EXERCISE AIM
Once you reach the line containing "assert_eq!(load[1].hours, 0.8);", copy it and every line after it exactly, through the end of the data below.

Stored items
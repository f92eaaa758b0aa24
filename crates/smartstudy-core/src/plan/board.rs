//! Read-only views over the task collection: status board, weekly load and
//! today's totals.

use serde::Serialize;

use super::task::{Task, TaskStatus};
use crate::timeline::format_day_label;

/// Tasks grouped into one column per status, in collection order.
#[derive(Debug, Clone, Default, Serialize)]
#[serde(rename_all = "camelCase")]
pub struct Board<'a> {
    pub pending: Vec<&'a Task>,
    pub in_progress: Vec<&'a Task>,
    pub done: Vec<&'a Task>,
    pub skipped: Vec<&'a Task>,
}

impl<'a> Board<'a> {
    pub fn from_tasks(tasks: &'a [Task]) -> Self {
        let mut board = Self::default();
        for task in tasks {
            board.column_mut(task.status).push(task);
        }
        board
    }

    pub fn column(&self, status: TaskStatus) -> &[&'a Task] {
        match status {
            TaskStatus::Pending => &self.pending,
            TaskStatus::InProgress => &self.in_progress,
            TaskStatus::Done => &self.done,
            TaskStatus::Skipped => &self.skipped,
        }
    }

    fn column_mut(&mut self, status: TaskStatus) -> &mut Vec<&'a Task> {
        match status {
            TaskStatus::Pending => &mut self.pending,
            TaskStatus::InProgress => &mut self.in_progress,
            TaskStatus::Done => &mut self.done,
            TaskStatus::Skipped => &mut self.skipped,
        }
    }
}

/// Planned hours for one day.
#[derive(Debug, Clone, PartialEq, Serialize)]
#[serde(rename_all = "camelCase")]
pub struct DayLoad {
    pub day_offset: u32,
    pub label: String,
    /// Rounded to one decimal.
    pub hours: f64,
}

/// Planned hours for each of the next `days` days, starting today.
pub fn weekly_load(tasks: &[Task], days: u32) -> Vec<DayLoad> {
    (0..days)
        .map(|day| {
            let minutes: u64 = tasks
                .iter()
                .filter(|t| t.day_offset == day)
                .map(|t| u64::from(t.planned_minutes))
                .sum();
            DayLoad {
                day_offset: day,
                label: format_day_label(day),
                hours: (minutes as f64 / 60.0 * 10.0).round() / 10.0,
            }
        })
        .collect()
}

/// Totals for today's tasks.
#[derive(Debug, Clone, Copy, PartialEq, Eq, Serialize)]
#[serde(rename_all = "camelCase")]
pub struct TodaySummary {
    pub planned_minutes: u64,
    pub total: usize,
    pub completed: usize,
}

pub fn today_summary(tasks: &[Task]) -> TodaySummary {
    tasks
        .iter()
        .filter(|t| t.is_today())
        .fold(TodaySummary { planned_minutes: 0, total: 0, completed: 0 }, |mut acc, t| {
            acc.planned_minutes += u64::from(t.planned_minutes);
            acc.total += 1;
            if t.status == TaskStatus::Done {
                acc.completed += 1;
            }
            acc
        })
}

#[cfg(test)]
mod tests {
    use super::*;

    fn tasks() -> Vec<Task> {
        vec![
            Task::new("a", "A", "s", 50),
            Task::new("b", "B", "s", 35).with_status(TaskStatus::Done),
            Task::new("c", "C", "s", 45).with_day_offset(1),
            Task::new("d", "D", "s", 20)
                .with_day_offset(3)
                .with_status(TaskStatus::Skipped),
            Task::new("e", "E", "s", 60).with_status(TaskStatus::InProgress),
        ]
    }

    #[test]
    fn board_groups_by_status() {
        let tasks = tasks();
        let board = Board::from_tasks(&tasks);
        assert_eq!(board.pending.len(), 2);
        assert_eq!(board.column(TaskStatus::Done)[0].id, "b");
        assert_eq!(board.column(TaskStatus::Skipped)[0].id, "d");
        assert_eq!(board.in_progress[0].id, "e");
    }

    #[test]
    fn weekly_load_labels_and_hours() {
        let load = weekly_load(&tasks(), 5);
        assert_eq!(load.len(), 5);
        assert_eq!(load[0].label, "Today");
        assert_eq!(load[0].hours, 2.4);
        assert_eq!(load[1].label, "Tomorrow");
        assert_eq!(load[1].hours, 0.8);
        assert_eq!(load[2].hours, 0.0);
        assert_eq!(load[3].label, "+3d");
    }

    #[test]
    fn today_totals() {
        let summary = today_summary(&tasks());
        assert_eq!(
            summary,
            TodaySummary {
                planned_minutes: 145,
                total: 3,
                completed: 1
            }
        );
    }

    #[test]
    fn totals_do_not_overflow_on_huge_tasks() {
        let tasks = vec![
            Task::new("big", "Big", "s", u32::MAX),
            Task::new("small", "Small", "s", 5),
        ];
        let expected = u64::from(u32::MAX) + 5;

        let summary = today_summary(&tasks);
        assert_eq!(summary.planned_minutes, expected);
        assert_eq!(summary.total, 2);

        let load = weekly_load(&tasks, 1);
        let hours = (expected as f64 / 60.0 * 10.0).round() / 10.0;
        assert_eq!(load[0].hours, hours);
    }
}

PROBLEM SOLUTION
        assert_eq!(load[1].hours, 0.8);
        assert_eq!(load[2].hours, 0.0);
        assert_eq!(load[3].label, "+3d");
    }

    #[test]
    fn today_totals() {
        let summary = today_summary(&tasks());
        assert_eq!(
            summary,
            TodaySummary {
                planned_minutes: 145,
                total: 3,
                completed: 1
            }
        );
    }

    #[test]
    fn totals_do_not_overflow_on_huge_tasks() {
        let tasks = vec![
            Task::new("big", "Big", "s", u32::MAX),
            Task::new("small", "Small", "s", 5),
        ];
        let expected = u64::from(u32::MAX) + 5;

        let summary = today_summary(&tasks);
        assert_eq!(summary.planned_minutes, expected);
        assert_eq!(summary.total, 2);

        let load = weekly_load(&tasks, 1);
        let hours = (expected as f64 / 60.0 * 10.0).round() / 10.0;
        assert_eq!(load[0].hours, hours);
    }
}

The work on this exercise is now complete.